Hyaline membrane disease is the old name for the condition that is currently known as respiratory distress syndrome in infants (RDS). If your doctor diagnoses your baby’s disease as:
• neonatal respiratory distress syndrome
• infant respiratory distress syndrome
it means the baby is ailing with hyaline membrane disease. This disease generally affects babies born earlier than the 28 to 32 weeks of gestation or premature babies.
With this disease, the alveoli (or small air sacs at the end of bronchioles in the lungs) are lined with dead cells and proteins thus making gas exchange in the lungs difficult. The hyaline membrane begins to take on a glassy appearance. The cause of the hyaline membrane disease (HMD) is the deficiency of a molecule called surfactant, which triggers the process of dead cell deposition on alveoli. In some cases, the structural flaw of the lungs also aggravates the condition.

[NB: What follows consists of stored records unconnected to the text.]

//! Device-bound key sealing
//!
//! The Secret Store's master key is sealed under a device-bound primitive
//! (platform keystore, secure element). The primitive itself lives outside
//! this crate; implementations bridge to it through [`DeviceKeyProvider`].

use crate::security::{EncryptionAlgorithm, MasterKey};
use crate::Result;

/// Sealed master key, safe to persist alongside descriptor data.
#[derive(Debug, Clone)]
pub struct SealedKey {
    /// Encrypted master key bytes
    pub encrypted_key: Vec<u8>,
    /// Key identifier in the device keystore
    pub key_id: String,
    /// Algorithm the unsealed key uses
    pub algorithm: EncryptionAlgorithm,
}

/// Device keystore abstraction
///
/// Implementations wrap a platform keystore (Android Keystore, Keychain,
/// DPAPI, libsecret). Only the sealing surface is modeled here.
pub trait DeviceKeyProvider: Send + Sync {
    /// Seal (encrypt) a master key under the device-bound key
    fn seal_key(&self, key: &MasterKey, key_id: &str) -> Result<SealedKey>;

    /// Unseal (decrypt) a master key
    fn unseal_key(&self, sealed: &SealedKey) -> Result<MasterKey>;

    /// Delete a sealed key from the device keystore
    fn delete_key(&self, key_id: &str) -> Result<()>;
}

/// Mock provider for tests and platforms without native integration
pub struct MockDeviceKey {
    wrapping_key: MasterKey,
}

impl MockDeviceKey {
    /// Create new mock provider with a random in-process wrapping key
    pub fn new() -> Self {
        Self {
            wrapping_key: MasterKey::generate(EncryptionAlgorithm::ChaCha20Poly1305),
        }
    }
}

impl Default for MockDeviceKey {
    fn default() -> Self {
        Self::new()
    }
}

impl DeviceKeyProvider for MockDeviceKey {
    fn seal_key(&self, key: &MasterKey, key_id: &str) -> Result<SealedKey> {
        let encrypted_key = self.wrapping_key.encrypt(key.as_bytes())?;
        Ok(SealedKey {
            encrypted_key,
            key_id: key_id.to_string(),
            algorithm: key.algorithm(),
        })
    }

    fn unseal_key(&self, sealed: &SealedKey) -> Result<MasterKey> {
        let bytes = self.wrapping_key.decrypt(&sealed.encrypted_key)?;
        MasterKey::from_bytes(&bytes, sealed.algorithm)
    }

    fn delete_key(&self, _key_id: &str) -> Result<()> {
        Ok(())
    }
}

What happens is that the surfactant, which is a mix of lipoproteins and phospholipids, is secreted to the lung tissues to reduce the surface tension in the air passages and help the alveoli open for gas exchange. If there is not enough of this surfactant, then the alveoli are forced to close and collapse with each exhalation. As this happens, affected and destroyed cells (the hyaline cells) gather in the airways and cause more obstruction. It must be noted that the weak or ill-formed ribs of the preterm baby aggravate the situation causing deep retractions, insufficient inhalation and sometimes eventual collapse of the lungs where a ventilator is required to do the breathing for the baby.

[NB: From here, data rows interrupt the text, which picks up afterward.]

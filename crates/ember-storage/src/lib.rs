//! Tiered storage for the Ember custody core
//!
//! Three storage tiers with distinct sensitivity and durability guarantees:
//!
//! - **Secret Store**: seed phrases and derived private keys, sealed with a
//!   device-bound master key before they reach the persistence backend
//! - **Descriptor Store**: non-sensitive wallet/account metadata, display
//!   ordering, session state, preferences
//! - **Ephemeral Cache**: TTL-keyed volatile data with lazy expiry
//!
//! Each tier owns a disjoint key namespace so a blanket clear of one tier
//! cannot touch another.

#![forbid(unsafe_code)]
#![warn(missing_docs)]

pub mod backend;
pub mod cache;
pub mod descriptor_store;
pub mod device_key;
pub mod error;
pub mod models;
pub mod secret_store;
pub mod security;

pub use backend::{FileBackend, MemoryBackend, Namespace, StorageBackend};
pub use cache::{CacheClass, CacheConfig, CachePriority, EphemeralCache};
pub use descriptor_store::DescriptorStore;
pub use device_key::{DeviceKeyProvider, MockDeviceKey, SealedKey};
pub use error::{Error, Result};
pub use models::*;
pub use secret_store::SecretStore;
pub use security::{
    derive_key_bytes, generate_salt, hash_sha256, EncryptionAlgorithm, MasterKey, ARGON2_PARAMS,
};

There are times when HMD condition though present, is not apparent in preterms and may be asymptomatic to start with. However, most who suffer from it exhibit the following symptoms, which heighten three days after birth:
• labored breathing
• rapid breathing (tachypnea)
• signs of insetting lung collapse (atelectasis)
• flaring nostrils
• blue coloring of skin due to inadequate oxygen levels in the blood
• chest retractions
Statistics show that hyaline membrane disease affects approximately one percent of all newborn infants and is the leading cause of death among preterm births (Source: Rodriguez RJ, Martin RJ, and Fanaroff, AA. Respiratory distress syndrome and its management. Fanaroff and Martin (eds.) Neonatal-perinatal medicine: Diseases of the fetus and infant; 7th ed. (2002):1001-1011. St. Louis: Mosby). It is cited that the occurrence of RDS reduces dramatically as the fetus age increases from 50 percent in babies of 26 to 28 weeks in the womb to approximately 25 percent at 30 to 32 weeks.

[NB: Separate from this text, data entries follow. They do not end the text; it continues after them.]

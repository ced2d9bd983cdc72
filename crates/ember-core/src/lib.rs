//! Ember Wallet key engine
//!
//! This crate implements mnemonic handling, BIP-44 HD key derivation,
//! and account address encoding for the Ember custody core.

#![forbid(unsafe_code)]
#![warn(missing_docs)]

pub mod address;
pub mod error;
pub mod keys;

pub use address::{checksum_address, parse_address, Address};
pub use error::{Error, ErrorCategory, Result};
pub use keys::{
    derivation_path, derive_account, generate_mnemonic, seed_from_mnemonic, validate_mnemonic,
    DerivedKey, Seed, COIN_TYPE, DEFAULT_WORD_COUNT,
};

High risk groups are thus:
• The low birth weight preterm or premature babies
• An elder child who suffered HMD
• Cesarean section deliveries
• Infant boys
• Multiple birth babies (twins, triplets, quadruplets, etc.)
• Babies with prenatal infections
• Infants with prenatal asphyxia (pre-birth suffocation)
• Infants with patent ductus arteriosus
• Infants whose mothers are diabetic
• Infants who surfactant release mechanism has been distrurbed.
In my next post, I will cover which tests help diagnose the hyaline membrane disease and what treatment options are available to parents for their infants suffering from the condition as well as possible complications and long term implications of HMD.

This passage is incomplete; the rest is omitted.